O conforto da estadia dos filhos na capital era proporcional as posses das famílias. As de maior renda alugavam apartamentos que eram gerenciados por empregados de confiança ou avós. Ou enviavam os filhos, especialmente as moças para pensionatos de luxo, que tinham rígidas regras de conduta.
Mas existiam também pensionatos improvisados em pequenas casas de classe média baixa, que recebiam jovens de renda similar, que conviviam junto à família, compartilhando quartos e banheiros.
Certa vez, uma família de classe média baixa do interior da Bahia, que tinha três filhas, enviou as duas filhas mais velhas para estudarem na capital, hospedadas nos tais pensionatos mais simples.
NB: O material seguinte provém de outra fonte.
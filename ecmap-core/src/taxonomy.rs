//! The taxonomy data model: hierarchical keys, their categories,
//! placeholders and defaults, plus the delimiter/case-sensitivity rules the
//! token algebra reads.

use serde::Deserialize;
use std::collections::HashMap;

fn default_delimiter() -> String {
    ".".to_string()
}

fn default_case_sensitive() -> bool {
    true
}

#[derive(Debug, Clone, Deserialize)]
pub struct TaxonomyRules {
    #[serde(default = "default_delimiter")]
    pub delimiter: String,
    #[serde(default = "default_case_sensitive", rename = "caseSensitive")]
    pub case_sensitive: bool,
}

impl Default for TaxonomyRules {
    fn default() -> Self {
        Self { delimiter: default_delimiter(), case_sensitive: default_case_sensitive() }
    }
}

#[derive(Debug, Clone, Deserialize)]
pub struct Taxonomy {
    pub keys: Vec<String>,
    pub placeholders: HashMap<String, String>,
    pub categories: HashMap<String, Vec<String>>,
    #[serde(default)]
    pub defaults: HashMap<String, String>,
    #[serde(default)]
    pub rules: TaxonomyRules,
}

impl Taxonomy {
    pub fn delimiter(&self) -> &str {
        &self.rules.delimiter
    }

    pub fn case_sensitive(&self) -> bool {
        self.rules.case_sensitive
    }
}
A mãe, que morava em uma casa com quintal onde havia mangueiras e goiabeiras, sempre que tinha portador para a capital enviava frutas para as filhas. Zelosa, quando as frutas estavam ficando maduras, as protegia com saquinhos para evitar a bicada dos passarinhos e insetos. Através das frutas bem cuidadas, as moças recebiam com grande alegria este carinho familiar.
Quando chegou a vez da filha mais nova ir estudar na capital, a família tinha progredido financeiramente. A filha mais nova morou em um pensionato de classe média alta e estudou em escola privada. Teve oportunidades que as mais velhas não tiveram.
A memória é seletiva. Quando contam esta história familiar, a filha mais nova não se refere as facilidades que teve por ter vivido na capital com maior conforto financeiro. Refere-se a injustiça que sofreu na vida, porque quando as irmãs moravam na capital, ela, que continuou com os pais no interior, nunca conseguia comer as frutas mais bonitas do quintal. As que eram protegidas com saquinhos e enviadas para as irmãs mais velhas.
É certeza que a memória é seletiva. Mas qual o critério para a seleção?